PROBLEM: Count the lines below that contain the word "Regex". Give only the number.

[[ DATA SHOWN open ]]

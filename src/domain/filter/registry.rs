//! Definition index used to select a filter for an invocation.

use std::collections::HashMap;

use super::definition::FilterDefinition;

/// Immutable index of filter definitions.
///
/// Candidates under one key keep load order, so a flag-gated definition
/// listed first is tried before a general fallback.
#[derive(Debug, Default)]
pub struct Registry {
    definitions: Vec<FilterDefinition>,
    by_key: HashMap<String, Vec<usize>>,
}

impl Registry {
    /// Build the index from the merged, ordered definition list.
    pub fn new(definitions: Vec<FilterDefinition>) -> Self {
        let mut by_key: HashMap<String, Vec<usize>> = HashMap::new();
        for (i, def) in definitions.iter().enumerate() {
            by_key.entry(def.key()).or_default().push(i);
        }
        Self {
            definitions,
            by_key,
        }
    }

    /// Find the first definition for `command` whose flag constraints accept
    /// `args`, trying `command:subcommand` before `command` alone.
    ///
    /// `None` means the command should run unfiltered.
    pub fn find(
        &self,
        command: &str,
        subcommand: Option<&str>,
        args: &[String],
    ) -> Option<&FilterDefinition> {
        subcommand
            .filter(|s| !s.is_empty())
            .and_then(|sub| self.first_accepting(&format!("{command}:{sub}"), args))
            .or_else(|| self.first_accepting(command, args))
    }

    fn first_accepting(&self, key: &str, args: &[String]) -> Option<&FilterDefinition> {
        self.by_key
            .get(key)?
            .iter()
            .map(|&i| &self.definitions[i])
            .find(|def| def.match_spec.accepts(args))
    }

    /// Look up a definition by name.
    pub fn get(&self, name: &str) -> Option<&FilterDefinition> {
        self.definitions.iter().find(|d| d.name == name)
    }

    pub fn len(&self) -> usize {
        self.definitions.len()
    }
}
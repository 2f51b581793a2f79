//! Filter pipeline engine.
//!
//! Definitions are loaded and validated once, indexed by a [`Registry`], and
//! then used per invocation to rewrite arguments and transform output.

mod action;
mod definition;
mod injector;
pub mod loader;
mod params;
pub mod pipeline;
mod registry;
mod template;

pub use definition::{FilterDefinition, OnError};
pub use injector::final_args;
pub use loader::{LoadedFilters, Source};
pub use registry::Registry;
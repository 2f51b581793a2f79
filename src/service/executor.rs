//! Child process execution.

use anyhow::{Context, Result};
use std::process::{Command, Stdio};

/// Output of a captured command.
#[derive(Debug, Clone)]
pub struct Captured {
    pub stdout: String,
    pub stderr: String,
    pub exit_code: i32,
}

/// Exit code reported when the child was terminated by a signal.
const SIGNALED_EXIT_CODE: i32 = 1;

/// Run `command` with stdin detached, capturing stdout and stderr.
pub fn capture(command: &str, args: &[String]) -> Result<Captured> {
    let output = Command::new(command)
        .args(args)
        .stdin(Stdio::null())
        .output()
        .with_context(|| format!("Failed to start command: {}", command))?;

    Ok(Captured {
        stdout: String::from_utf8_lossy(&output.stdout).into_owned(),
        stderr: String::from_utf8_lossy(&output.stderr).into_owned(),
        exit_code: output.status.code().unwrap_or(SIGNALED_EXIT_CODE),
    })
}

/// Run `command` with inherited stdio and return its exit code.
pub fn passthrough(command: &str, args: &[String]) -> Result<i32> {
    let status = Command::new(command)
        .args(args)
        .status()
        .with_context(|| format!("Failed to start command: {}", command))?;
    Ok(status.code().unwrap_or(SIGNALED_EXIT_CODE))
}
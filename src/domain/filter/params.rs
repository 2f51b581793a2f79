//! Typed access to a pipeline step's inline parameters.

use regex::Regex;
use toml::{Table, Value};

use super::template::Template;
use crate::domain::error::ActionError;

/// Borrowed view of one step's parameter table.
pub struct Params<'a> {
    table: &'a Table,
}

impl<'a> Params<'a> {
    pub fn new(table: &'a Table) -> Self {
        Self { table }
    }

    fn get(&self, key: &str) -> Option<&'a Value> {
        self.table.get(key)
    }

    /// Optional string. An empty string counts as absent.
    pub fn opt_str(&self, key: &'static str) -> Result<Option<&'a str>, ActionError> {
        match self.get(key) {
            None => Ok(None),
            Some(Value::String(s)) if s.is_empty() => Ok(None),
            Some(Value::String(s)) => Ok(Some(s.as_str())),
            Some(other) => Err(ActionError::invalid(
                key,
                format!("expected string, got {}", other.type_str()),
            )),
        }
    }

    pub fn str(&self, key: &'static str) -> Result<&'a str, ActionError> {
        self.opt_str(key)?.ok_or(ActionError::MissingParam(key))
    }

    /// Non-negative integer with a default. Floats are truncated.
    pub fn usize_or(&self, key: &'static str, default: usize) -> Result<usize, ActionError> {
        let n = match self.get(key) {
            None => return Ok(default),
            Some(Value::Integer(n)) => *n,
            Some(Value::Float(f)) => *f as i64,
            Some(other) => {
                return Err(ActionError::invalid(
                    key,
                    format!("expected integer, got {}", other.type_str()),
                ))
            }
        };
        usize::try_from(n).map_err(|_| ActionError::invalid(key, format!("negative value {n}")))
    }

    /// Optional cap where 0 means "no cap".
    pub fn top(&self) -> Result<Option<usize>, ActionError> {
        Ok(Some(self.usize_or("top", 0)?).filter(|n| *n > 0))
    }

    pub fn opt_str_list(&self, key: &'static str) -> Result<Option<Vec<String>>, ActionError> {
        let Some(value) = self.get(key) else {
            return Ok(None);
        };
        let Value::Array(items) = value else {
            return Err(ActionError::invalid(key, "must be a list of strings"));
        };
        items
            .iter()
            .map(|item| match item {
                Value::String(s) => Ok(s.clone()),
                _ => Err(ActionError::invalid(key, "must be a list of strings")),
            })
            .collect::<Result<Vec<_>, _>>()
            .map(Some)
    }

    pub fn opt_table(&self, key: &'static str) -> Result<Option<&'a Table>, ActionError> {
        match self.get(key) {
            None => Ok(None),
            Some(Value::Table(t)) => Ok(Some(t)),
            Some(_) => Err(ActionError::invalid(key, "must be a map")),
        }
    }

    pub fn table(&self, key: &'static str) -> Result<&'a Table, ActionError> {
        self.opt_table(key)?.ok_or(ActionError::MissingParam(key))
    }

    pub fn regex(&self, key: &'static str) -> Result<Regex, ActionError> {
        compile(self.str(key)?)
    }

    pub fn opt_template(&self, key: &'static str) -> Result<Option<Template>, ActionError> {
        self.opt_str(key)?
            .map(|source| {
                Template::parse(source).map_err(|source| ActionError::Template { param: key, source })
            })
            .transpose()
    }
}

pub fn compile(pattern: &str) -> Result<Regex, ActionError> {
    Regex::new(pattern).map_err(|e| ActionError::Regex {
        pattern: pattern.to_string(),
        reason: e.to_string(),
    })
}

[[ DATA SHOWN closed ]]

RESPONSE BOX: 4